--- Problem to work on ---
Type again, exactly, the lines below from the start through the line that includes "is not complete.".

--- Records for this task ---
--------

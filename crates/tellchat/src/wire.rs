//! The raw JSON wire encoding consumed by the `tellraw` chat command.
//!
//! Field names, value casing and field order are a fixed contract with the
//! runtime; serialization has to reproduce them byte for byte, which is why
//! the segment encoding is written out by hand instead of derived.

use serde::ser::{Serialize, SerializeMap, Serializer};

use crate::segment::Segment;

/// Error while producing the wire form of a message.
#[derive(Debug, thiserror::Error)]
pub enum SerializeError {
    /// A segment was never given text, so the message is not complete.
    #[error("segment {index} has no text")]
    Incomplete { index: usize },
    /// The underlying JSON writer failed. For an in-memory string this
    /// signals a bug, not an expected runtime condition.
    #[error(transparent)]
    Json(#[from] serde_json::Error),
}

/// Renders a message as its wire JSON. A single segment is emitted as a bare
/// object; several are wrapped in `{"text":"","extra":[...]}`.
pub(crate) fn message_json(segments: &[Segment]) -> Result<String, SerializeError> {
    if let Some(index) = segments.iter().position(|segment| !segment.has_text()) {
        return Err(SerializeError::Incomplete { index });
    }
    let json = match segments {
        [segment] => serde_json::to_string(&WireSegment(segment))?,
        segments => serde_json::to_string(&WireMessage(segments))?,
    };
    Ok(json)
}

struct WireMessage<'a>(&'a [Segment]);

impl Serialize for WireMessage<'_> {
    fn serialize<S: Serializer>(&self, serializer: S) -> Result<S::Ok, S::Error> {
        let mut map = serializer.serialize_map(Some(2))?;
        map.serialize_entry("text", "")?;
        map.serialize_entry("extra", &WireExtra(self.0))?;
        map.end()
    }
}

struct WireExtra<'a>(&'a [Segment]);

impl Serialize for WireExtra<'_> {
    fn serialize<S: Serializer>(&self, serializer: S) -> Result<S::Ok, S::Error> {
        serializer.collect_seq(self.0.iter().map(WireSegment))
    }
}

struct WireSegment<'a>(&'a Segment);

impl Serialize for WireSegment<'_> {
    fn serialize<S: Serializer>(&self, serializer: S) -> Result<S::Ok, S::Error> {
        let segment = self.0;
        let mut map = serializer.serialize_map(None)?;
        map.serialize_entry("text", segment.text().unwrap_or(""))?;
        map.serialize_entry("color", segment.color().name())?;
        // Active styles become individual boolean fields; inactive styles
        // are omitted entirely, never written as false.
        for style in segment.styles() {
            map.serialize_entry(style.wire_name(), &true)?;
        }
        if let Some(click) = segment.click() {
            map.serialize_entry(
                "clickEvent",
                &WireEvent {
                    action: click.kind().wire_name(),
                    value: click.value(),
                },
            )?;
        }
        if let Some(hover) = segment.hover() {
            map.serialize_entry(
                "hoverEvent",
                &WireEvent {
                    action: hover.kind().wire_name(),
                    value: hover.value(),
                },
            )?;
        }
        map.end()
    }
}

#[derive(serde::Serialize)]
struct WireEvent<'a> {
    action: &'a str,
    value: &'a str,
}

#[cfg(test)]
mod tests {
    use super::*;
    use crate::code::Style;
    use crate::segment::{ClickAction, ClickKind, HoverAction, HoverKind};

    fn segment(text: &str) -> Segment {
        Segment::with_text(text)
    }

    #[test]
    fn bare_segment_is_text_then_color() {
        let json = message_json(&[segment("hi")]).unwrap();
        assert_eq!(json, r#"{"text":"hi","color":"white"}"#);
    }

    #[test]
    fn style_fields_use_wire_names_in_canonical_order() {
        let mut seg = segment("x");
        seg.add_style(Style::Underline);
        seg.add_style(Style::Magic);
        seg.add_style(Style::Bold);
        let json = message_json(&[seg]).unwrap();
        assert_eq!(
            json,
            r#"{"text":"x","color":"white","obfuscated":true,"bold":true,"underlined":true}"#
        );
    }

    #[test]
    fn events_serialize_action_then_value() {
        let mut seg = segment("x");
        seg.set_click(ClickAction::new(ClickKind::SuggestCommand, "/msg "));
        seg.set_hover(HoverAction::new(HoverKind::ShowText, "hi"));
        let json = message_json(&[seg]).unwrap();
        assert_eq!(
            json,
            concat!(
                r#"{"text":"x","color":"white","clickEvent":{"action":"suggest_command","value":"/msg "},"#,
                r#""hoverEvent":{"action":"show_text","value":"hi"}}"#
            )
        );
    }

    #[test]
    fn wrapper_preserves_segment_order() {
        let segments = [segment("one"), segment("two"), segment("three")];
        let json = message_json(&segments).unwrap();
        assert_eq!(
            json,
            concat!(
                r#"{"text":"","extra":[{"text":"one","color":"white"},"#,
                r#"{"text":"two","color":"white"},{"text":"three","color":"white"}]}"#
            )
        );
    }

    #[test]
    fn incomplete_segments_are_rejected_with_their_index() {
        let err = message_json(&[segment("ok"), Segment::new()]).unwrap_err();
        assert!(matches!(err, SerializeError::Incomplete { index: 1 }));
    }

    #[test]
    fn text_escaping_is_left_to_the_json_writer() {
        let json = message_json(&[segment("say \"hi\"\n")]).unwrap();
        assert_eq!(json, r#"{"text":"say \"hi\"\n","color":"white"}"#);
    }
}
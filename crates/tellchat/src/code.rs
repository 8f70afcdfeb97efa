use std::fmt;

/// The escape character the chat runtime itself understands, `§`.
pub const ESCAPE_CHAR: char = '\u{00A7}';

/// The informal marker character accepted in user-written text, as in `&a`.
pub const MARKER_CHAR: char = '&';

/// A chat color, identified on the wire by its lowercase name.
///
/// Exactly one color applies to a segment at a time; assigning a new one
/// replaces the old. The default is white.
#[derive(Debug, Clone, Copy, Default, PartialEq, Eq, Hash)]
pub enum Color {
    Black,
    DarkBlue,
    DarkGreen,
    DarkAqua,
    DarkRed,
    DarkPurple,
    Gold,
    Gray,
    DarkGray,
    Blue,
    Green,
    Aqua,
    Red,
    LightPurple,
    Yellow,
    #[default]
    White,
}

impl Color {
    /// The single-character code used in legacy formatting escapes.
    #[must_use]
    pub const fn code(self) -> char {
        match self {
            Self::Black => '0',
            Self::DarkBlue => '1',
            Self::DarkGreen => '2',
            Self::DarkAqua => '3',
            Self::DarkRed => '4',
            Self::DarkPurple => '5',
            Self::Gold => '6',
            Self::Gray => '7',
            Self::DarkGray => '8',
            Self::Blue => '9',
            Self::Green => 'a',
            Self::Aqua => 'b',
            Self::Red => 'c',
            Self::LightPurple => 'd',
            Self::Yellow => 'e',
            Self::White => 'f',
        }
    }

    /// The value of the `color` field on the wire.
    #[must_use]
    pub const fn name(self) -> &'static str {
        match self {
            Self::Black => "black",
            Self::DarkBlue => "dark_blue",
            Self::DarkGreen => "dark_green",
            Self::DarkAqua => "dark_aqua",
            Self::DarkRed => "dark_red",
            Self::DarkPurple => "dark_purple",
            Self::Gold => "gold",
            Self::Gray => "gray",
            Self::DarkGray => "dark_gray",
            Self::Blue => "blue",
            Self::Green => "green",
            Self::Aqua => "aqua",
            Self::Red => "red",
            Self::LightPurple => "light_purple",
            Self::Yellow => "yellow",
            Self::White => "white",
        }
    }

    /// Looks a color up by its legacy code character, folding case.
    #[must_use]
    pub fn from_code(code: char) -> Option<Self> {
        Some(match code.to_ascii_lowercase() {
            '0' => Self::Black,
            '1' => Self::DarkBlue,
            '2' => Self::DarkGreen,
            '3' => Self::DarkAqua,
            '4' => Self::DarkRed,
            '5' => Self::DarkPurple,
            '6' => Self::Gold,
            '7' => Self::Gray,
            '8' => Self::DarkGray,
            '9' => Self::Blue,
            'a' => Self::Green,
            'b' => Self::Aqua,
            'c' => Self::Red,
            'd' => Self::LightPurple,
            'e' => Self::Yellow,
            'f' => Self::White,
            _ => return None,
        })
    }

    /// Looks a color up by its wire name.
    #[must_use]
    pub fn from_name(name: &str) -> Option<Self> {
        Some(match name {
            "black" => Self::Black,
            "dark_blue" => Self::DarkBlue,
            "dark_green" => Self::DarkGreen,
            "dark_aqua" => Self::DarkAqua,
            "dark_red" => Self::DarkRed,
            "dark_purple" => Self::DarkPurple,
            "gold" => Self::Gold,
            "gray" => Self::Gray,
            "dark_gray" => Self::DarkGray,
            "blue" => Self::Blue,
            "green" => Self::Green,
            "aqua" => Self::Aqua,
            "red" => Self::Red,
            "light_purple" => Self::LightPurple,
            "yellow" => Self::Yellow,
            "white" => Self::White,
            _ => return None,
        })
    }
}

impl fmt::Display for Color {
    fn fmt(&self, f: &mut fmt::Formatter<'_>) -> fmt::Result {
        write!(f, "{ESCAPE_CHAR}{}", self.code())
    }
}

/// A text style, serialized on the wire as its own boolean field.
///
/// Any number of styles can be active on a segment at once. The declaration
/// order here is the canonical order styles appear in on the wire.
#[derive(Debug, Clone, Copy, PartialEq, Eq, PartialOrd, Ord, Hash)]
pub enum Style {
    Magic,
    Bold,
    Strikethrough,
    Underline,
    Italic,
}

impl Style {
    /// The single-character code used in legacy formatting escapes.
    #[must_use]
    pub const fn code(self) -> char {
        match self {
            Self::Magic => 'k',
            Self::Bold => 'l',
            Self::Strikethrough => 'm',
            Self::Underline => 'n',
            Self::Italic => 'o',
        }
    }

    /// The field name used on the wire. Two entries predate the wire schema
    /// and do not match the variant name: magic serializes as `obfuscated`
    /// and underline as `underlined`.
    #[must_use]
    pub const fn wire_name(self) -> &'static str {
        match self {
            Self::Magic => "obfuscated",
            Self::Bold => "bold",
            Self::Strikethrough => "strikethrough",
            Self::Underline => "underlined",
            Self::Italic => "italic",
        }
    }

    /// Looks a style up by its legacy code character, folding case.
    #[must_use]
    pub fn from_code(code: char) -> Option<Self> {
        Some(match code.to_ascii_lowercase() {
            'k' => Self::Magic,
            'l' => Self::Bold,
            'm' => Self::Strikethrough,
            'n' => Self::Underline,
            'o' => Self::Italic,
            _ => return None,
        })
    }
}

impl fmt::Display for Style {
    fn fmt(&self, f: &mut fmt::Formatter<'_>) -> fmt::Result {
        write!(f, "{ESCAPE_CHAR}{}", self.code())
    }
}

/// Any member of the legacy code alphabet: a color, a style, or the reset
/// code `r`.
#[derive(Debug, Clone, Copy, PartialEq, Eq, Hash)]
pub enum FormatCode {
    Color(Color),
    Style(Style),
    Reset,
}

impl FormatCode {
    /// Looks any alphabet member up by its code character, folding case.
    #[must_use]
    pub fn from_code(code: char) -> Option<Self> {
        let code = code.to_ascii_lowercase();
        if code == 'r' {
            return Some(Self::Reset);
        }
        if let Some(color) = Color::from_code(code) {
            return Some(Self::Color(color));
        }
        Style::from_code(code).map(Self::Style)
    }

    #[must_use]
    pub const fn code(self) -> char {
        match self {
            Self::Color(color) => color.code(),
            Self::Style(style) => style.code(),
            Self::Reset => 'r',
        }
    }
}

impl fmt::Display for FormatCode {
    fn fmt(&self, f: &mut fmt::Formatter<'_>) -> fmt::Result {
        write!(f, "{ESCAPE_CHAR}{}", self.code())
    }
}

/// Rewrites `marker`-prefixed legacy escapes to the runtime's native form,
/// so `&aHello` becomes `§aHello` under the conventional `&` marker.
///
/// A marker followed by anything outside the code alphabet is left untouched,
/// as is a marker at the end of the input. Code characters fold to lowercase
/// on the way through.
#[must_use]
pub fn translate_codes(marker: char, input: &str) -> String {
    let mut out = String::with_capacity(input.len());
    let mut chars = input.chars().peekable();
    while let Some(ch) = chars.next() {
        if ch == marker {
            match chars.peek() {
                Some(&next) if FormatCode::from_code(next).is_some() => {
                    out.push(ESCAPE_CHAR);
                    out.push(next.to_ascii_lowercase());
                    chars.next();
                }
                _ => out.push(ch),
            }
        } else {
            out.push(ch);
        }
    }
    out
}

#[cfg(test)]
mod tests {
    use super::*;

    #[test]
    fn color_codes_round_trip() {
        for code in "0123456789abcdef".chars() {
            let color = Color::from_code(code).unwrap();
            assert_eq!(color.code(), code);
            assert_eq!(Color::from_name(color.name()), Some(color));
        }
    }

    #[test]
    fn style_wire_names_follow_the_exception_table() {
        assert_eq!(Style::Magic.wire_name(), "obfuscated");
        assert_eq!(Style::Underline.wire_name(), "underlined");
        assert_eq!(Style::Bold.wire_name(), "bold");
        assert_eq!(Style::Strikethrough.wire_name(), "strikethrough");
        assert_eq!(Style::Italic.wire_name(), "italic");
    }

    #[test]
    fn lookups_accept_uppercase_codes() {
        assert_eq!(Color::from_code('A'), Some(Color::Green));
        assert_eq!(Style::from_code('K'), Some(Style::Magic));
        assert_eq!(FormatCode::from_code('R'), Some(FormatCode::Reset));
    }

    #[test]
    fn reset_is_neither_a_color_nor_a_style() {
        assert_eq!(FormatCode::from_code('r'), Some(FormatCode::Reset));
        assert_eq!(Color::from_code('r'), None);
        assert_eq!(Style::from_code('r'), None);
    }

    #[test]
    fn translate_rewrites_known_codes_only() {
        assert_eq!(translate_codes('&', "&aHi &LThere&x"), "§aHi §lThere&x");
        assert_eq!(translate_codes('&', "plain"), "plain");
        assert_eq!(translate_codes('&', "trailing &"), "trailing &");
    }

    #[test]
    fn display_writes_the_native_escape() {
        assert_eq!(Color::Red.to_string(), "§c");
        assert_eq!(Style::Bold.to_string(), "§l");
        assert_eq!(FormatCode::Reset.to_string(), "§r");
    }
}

--------

--- Answer box ---
filename crates/tellchat/src/wire.rs
//! The raw JSON wire encoding consumed by the `tellraw` chat command.
//!
//! Field names, value casing and field order are a fixed contract with the
//! runtime; serialization has to reproduce them byte for byte, which is why
//! the segment encoding is written out by hand instead of derived.

use serde::ser::{Serialize, SerializeMap, Serializer};

use crate::segment::Segment;

/// Error while producing the wire form of a message.
#[derive(Debug, thiserror::Error)]
pub enum SerializeError {
    /// A segment was never given text, so the message is not complete.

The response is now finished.